Among the distortions of the evidence (and there are too many to recount all of them) are the distortions of the statements of Strong, Major General Hodges, Ben Barnes and Mrs. Knox. The panel notes, that while breathtakingly manipulating the evidence at hand, the producers consistently overlooked, in the vetting process and in response to criticism, the evidence that the documents were inauthentic. Including evidence from their own, not particularly first rate examiners Hodges and Matley (a "graphologist", not a document examiner). The CBS News team also buried the information it had that Colonel Walter Staudt, who purportedly ordered Bush's admission into the Texas Air National Guard and a "sugar coating" of his record, had retired 18 months before the critical memo and never exercised his influence on Bush's behalf.
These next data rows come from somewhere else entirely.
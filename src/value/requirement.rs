//! A *desired* output: value name, target and property constraints.

use super::properties::ValueProperties;
use super::specification::ValueSpecification;
use crate::target::ComputationTargetSpecification;
use serde::{Deserialize, Serialize};
use std::fmt;

/// Immutable and hashable; used both as a search key during graph building
/// and as the key of the result map handed back to callers.
#[derive(Debug, Clone, PartialEq, Eq, Hash, PartialOrd, Ord, Serialize, Deserialize)]
pub struct ValueRequirement {
    pub value_name: String,
    pub target: ComputationTargetSpecification,
    pub constraints: ValueProperties,
}

impl ValueRequirement {
    pub fn new(value_name: impl Into<String>, target: ComputationTargetSpecification) -> Self {
        Self { value_name: value_name.into(), target, constraints: ValueProperties::none() }
    }

    pub fn with_constraints(mut self, constraints: ValueProperties) -> Self {
        self.constraints = constraints;
        self
    }

    /// True when `specification` names the same value on the same target and
    /// its concrete properties meet every constraint.
    pub fn is_satisfied_by(&self, specification: &ValueSpecification) -> bool {
        self.value_name == specification.value_name
            && self.target == specification.target
            && self.constraints.is_satisfied_by(&specification.properties)
    }
}

impl fmt::Display for ValueRequirement {
    fn fmt(&self, f: &mut fmt::Formatter<'_>) -> fmt::Result {
        write!(f, "{} on {}", self.value_name, self.target)?;
        if !self.constraints.is_empty() {
            write!(f, " {}", self.constraints)?;
        }
        Ok(())
    }
}

pub fn requirement_satisfied_by(requirement: &ValueRequirement, specification: &ValueSpecification) -> bool {
    requirement.is_satisfied_by(specification)
}

#[cfg(test)]
mod tests {
    use super::*;
    use crate::function::FunctionId;

    fn spec(name: &str, props: ValueProperties) -> ValueSpecification {
        ValueSpecification::compose(
            &ValueRequirement::new(name, ComputationTargetSpecification::primitive("Id", "E1")),
            FunctionId::new("F1"),
            props,
        )
        .unwrap()
    }

    #[test]
    fn test_zero_constraints_accept_any_specification_of_same_name_and_target() {
        let req = ValueRequirement::new("Price", ComputationTargetSpecification::primitive("Id", "E1"));
        assert!(requirement_satisfied_by(&req, &spec("Price", ValueProperties::none().with("Currency", "USD"))));
        assert!(!req.is_satisfied_by(&spec("Return", ValueProperties::none())));

        let other_target = ValueRequirement::new("Price", ComputationTargetSpecification::primitive("Id", "E2"));
        assert!(!other_target.is_satisfied_by(&spec("Price", ValueProperties::none())));
    }

    #[test]
    fn test_constraints_checked() {
        let req = ValueRequirement::new("Price", ComputationTargetSpecification::primitive("Id", "E1"))
            .with_constraints(ValueProperties::none().with("Currency", "USD"));
        assert!(req.is_satisfied_by(&spec("Price", ValueProperties::none().with("Currency", "USD"))));
        assert!(!req.is_satisfied_by(&spec("Price", ValueProperties::none().with("Currency", "EUR"))));
        assert_eq!(req.to_string(), "Price on PRIMITIVE:Id~E1 {Currency=USD}");
    }
}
Because the CBS distortion was significant in disseminating the lie (useful to the Kerry campaign as a deflection from Kerry's own record) CBS must reveal to its viewers what it did have even as early as September of last year——plenty of evidence of a much more credible nature that the President had received no preferential treatment at TANG (pp. 46—47), that he'd not been ordered to take a physical, and that he'd completed his service requirements. To leave it to this lengthy, not likely to be widely read report, to clarify this important information would be unconscionable and merely compound the initial injury.
Not only incompetence and distortions of the evidence are criticized by the Report. It observes that the inducements by the producers to Burkett (who was hardly a reliable witness, as the panel observes, along with a further observation that a quick internet search would have alerted the producers) to turn over documents were tagged by the panel as 'unethical newsgathering practices.'
Other bad conduct which the panel notes was the failure to give the White House sufficient knowledge of the contents of the September 8th  show in a timely fashion (p. 117). (A neat trick which made it appear unable to respond because the charges had some basis in fact.) This at a time the Kerry campaign, the panel notes, was forwarding documents to Mapes suggesting the White House hadn't turned over all the documents about Bush's service. (In fact, unlike Kerry, George W. Bush signed an authorization allowing for full disclosure of all his personal military records.)
If you want to see the side—splitting showbiz nature of big network news, though, I recommend the reader go to the portion of the report dealing with the internal CBS response after September 14—15, when outside events, mainly an ABC report in which two of its "experts' said they'd never authenticated the documents and Knox revealed the documents were not typed by her, not on a machine in use by TANG, not  in a format used by TANG,  and related to matters she'd ever heard about.(pp. 199—202) force CBS to acknowledge the game is up.